PAUL Reid should be dead. Diagnosed with a rare, incurable lymphoma, he was given five years, seven tops, by his oncologist. But, having cheated death in the Ash Wednesday bushfires, he was not about to surrender his life without a fight.
His weapon of choice? Apricot kernels. Thirty a day. Reid turned down chemotherapy, vowing to eat himself well. Today, 13 years in remission, the 68-year-old believes that ”cancer-killing” properties in the kernels he still eats daily, coupled with a strict vegan diet and prayer, have cured him. ”We’re not immortal, but I believe I’ll be healthy from taking this direction,” he says.
Reid is among a growing number of cancer patients who see food as the key to their survival – a trend worrying doctors who fear people may be risking their lives by embarking on extreme, unproved diets. Some patients are forgoing conventional medical treatment and putting their faith in ”anti-cancer” diets promoted by alternative health practitioners, or buying untested nutritional supplements on the internet.

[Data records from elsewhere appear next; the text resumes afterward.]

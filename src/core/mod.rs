pub mod config;
pub mod errors;
pub mod types;

// Re-export commonly used items for convenience
pub use config::Config;
pub use errors::{ConfigError, PipelineError, SegmentationError, StorageError};
pub use types::{
    BatchResult, Candidate, CandidateSource, FailureReason, InferenceOutcome,
    InferenceParameters, Ingestion, ProcessOutcome,
};
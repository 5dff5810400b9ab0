// Library exports for the UNet segmentation gateway

pub mod api;
pub mod core;
pub mod orchestration;
pub mod phases;
pub mod services;
pub mod utils;

#[cfg(test)]
mod test_support;

// Re-export commonly used types and functions
pub use core::{
    config::Config,
    errors::{ConfigError, PipelineError, SegmentationError, StorageError},
    types::{BatchResult, Candidate, InferenceParameters, ProcessOutcome},
};

pub use orchestration::batch_orchestrator::BatchOrchestrator;

pub use services::{LazyModel, LocalStorage, Storage};

pub use utils::Metrics;
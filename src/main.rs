// Main entry point for the UNet segmentation gateway

use unet_workflow::{
    api::{self, AppState, DATASET_UPLOAD_PATH, PREDICT_PATH},
    core::Config,
    services::{LazyModel, LocalStorage, Storage},
};

use anyhow::{Context, Result};
use std::sync::Arc;
use tracing::info;

#[tokio::main]
async fn main() -> Result<()> {
    // Load configuration
    let config = Arc::new(Config::new().context("Failed to load configuration")?);

    // Initialize logging
    use tracing_subscriber::EnvFilter;

    let level = match config.log_level() {
        tracing::Level::TRACE => "trace",
        tracing::Level::DEBUG => "debug",
        tracing::Level::INFO => "info",
        tracing::Level::WARN => "warn",
        tracing::Level::ERROR => "error",
    };
    let filter = EnvFilter::new(format!(
        "unet_workflow={level},tower_http={level},ort=off"
    ));

    tracing_subscriber::fmt().with_env_filter(filter).init();

    info!("=== UNET SEGMENTATION GATEWAY ===");
    info!(
        "Config: model={} backend={} mask_classes={} media_root={} max_upload={}MB",
        config.model.model_path,
        config.model.inference_backend.as_deref().unwrap_or("auto"),
        config.model.mask_values.len(),
        config.media_root().display(),
        config.limits.max_upload_mb
    );

    tokio::fs::create_dir_all(config.media_root())
        .await
        .with_context(|| format!("Failed to create media root {}", config.media_root().display()))?;

    let storage: Arc<dyn Storage> = Arc::new(LocalStorage::new(
        config.media_root(),
        config.storage.media_url.clone(),
    ));

    // Loaded on the first prediction
    let model = Arc::new(LazyModel::from_config(config.model.clone()));

    let state = AppState::new(Arc::clone(&config), storage, model);
    let app = api::router(state);

    let addr = format!("{}:{}", config.server_host(), config.server_port());
    info!("{}", "=".repeat(70));
    info!("Server starting on http://{}", addr);
    info!("{}", "-".repeat(70));
    info!("Endpoints:");
    info!("  GET  /                    - Root endpoint");
    info!("  GET  /health              - Health check");
    info!("  GET  /metrics             - Prometheus metrics");
    info!("  GET  /stats               - Detailed statistics");
    info!("  POST {}   - Segment image, archive or dataset file", PREDICT_PATH);
    info!("  POST {}       - Upload dataset file", DATASET_UPLOAD_PATH);
    info!("  GET  {}*              - Stored files", config.storage.media_url);
    info!("{}", "=".repeat(70));

    let listener = tokio::net::TcpListener::bind(&addr)
        .await
        .with_context(|| format!("Failed to bind {}", addr))?;
    axum::serve(listener, app).await?;

    Ok(())
}
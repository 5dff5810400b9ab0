use dashmap::DashMap;
use parking_lot::RwLock;
use serde::{Deserialize, Serialize};
use std::sync::atomic::{AtomicUsize, Ordering};
use std::sync::Arc;
use std::time::{Duration, Instant};

/// Process-wide counters for the prediction workflow.
///
/// Cheap to clone; every clone shares the same counters.
#[derive(Clone)]
pub struct Metrics {
    inner: Arc<MetricsInner>,
}

struct MetricsInner {
    // Request Metrics
    single_requests: AtomicUsize,
    batch_requests: AtomicUsize,
    requests_failed: AtomicUsize,

    // Image Metrics
    images_succeeded: AtomicUsize,
    images_failed: AtomicUsize,
    inference_duration_ms: RwLock<Vec<u64>>,
    publish_duration_ms: RwLock<Vec<u64>>,

    // Per-endpoint request counters
    endpoint_counters: DashMap<String, AtomicUsize>,

    start_time: Instant,
}

impl Metrics {
    pub fn new() -> Self {
        Self {
            inner: Arc::new(MetricsInner {
                single_requests: AtomicUsize::new(0),
                batch_requests: AtomicUsize::new(0),
                requests_failed: AtomicUsize::new(0),
                images_succeeded: AtomicUsize::new(0),
                images_failed: AtomicUsize::new(0),
                inference_duration_ms: RwLock::new(Vec::new()),
                publish_duration_ms: RwLock::new(Vec::new()),
                endpoint_counters: DashMap::new(),
                start_time: Instant::now(),
            }),
        }
    }

    // Request Metrics
    pub fn record_single_request(&self) {
        self.inner.single_requests.fetch_add(1, Ordering::Relaxed);
    }

    pub fn record_batch_request(&self) {
        self.inner.batch_requests.fetch_add(1, Ordering::Relaxed);
    }

    pub fn record_request_failed(&self) {
        self.inner.requests_failed.fetch_add(1, Ordering::Relaxed);
    }

    // Image Metrics
    pub fn record_image(&self, success: bool) {
        if success {
            self.inner.images_succeeded.fetch_add(1, Ordering::Relaxed);
        } else {
            self.inner.images_failed.fetch_add(1, Ordering::Relaxed);
        }
    }

    pub fn record_inference_duration(&self, duration: Duration) {
        self.inner
            .inference_duration_ms
            .write()
            .push(duration.as_millis() as u64);
    }

    pub fn record_publish_duration(&self, duration: Duration) {
        self.inner
            .publish_duration_ms
            .write()
            .push(duration.as_millis() as u64);
    }

    // Endpoint Metrics
    pub fn record_endpoint_request(&self, endpoint: &str) {
        self.inner
            .endpoint_counters
            .entry(endpoint.to_string())
            .or_insert_with(|| AtomicUsize::new(0))
            .fetch_add(1, Ordering::Relaxed);
    }

    pub fn endpoint_count(&self, endpoint: &str) -> usize {
        self.inner
            .endpoint_counters
            .get(endpoint)
            .map(|c| c.load(Ordering::Relaxed))
            .unwrap_or(0)
    }

    // Get snapshot for reporting
    pub fn snapshot(&self) -> MetricsSnapshot {
        let inference = self.inner.inference_duration_ms.read();
        let inference_avg = avg(&inference);
        let inference_p50 = percentile(&inference, 0.5);
        let inference_p95 = percentile(&inference, 0.95);
        let inference_p99 = percentile(&inference, 0.99);
        drop(inference);

        let publish = self.inner.publish_duration_ms.read();
        let publish_avg = avg(&publish);
        drop(publish);

        let images_succeeded = self.inner.images_succeeded.load(Ordering::Relaxed);
        let images_failed = self.inner.images_failed.load(Ordering::Relaxed);
        let images_total = images_succeeded + images_failed;
        let image_success_rate = if images_total > 0 {
            images_succeeded as f64 / images_total as f64
        } else {
            0.0
        };

        let mut endpoints: Vec<(String, usize)> = self
            .inner
            .endpoint_counters
            .iter()
            .map(|entry| (entry.key().clone(), entry.value().load(Ordering::Relaxed)))
            .collect();
        endpoints.sort();

        MetricsSnapshot {
            single_requests: self.inner.single_requests.load(Ordering::Relaxed),
            batch_requests: self.inner.batch_requests.load(Ordering::Relaxed),
            requests_failed: self.inner.requests_failed.load(Ordering::Relaxed),
            images_succeeded,
            images_failed,
            image_success_rate,
            inference_avg_ms: inference_avg,
            inference_p50_ms: inference_p50,
            inference_p95_ms: inference_p95,
            inference_p99_ms: inference_p99,
            publish_avg_ms: publish_avg,
            endpoints,
            uptime_seconds: self.inner.start_time.elapsed().as_secs(),
        }
    }

    /// Generate Prometheus-format metrics
    pub fn to_prometheus(&self) -> String {
        let snapshot = self.snapshot();
        let mut out = format!(
            r#"# HELP predict_requests_total Prediction requests by input shape
# TYPE predict_requests_total counter
predict_requests_total {{mode="single"}} {}
predict_requests_total {{mode="batch"}} {}

# HELP predict_requests_failed_total Prediction requests that returned an error
# TYPE predict_requests_failed_total counter
predict_requests_failed_total {{}} {}

# HELP images_processed_total Images run through the model
# TYPE images_processed_total counter
images_processed_total {{outcome="success"}} {}
images_processed_total {{outcome="failure"}} {}

# HELP inference_duration_ms Inference latency in milliseconds
# TYPE inference_duration_ms gauge
inference_duration_ms {{stat="avg"}} {}
inference_duration_ms {{stat="p50"}} {}
inference_duration_ms {{stat="p95"}} {}
inference_duration_ms {{stat="p99"}} {}

# HELP publish_avg_duration_ms Average result publish latency in milliseconds
# TYPE publish_avg_duration_ms gauge
publish_avg_duration_ms {{}} {}

# HELP uptime_seconds Application uptime in seconds
# TYPE uptime_seconds counter
uptime_seconds {{}} {}
"#,
            snapshot.single_requests,
            snapshot.batch_requests,
            snapshot.requests_failed,
            snapshot.images_succeeded,
            snapshot.images_failed,
            snapshot.inference_avg_ms,
            snapshot.inference_p50_ms,
            snapshot.inference_p95_ms,
            snapshot.inference_p99_ms,
            snapshot.publish_avg_ms,
            snapshot.uptime_seconds,
        );

        if !snapshot.endpoints.is_empty() {
            out.push_str("\n# HELP http_requests_total Requests per endpoint\n");
            out.push_str("# TYPE http_requests_total counter\n");
            for (endpoint, count) in &snapshot.endpoints {
                out.push_str(&format!(
                    "http_requests_total {{endpoint=\"{}\"}} {}\n",
                    endpoint, count
                ));
            }
        }
        out
    }
}

impl Default for Metrics {
    fn default() -> Self {
        Self::new()
    }
}

#[derive(Debug, Clone, Serialize, Deserialize)]
pub struct MetricsSnapshot {
    pub single_requests: usize,
    pub batch_requests: usize,
    pub requests_failed: usize,
    pub images_succeeded: usize,
    pub images_failed: usize,
    pub image_success_rate: f64,
    pub inference_avg_ms: u64,
    pub inference_p50_ms: u64,
    pub inference_p95_ms: u64,
    pub inference_p99_ms: u64,
    pub publish_avg_ms: u64,
    pub endpoints: Vec<(String, usize)>,
    pub uptime_seconds: u64,
}

fn percentile(values: &[u64], p: f64) -> u64 {
    if values.is_empty() {
        return 0;
    }
    let mut sorted = values.to_vec();
    sorted.sort_unstable();
    let idx = ((values.len() as f64 - 1.0) * p) as usize;
    sorted[idx]
}

fn avg(values: &[u64]) -> u64 {
    if values.is_empty() {
        return 0;
    }
    values.iter().sum::<u64>() / values.len() as u64
}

Amanda Hordern, director of the Cancer Council Victoria’s information and support helpline, says the line is fielding an increasing number of calls from people who believe they can heal their bodies by undergoing restrictive dietary regimes, such as consuming 10 kilograms of juiced fruit and vegetables a day, eliminating dairy and meat, taking high doses of vitamin supplements or eating shark cartilage and having coffee enemas.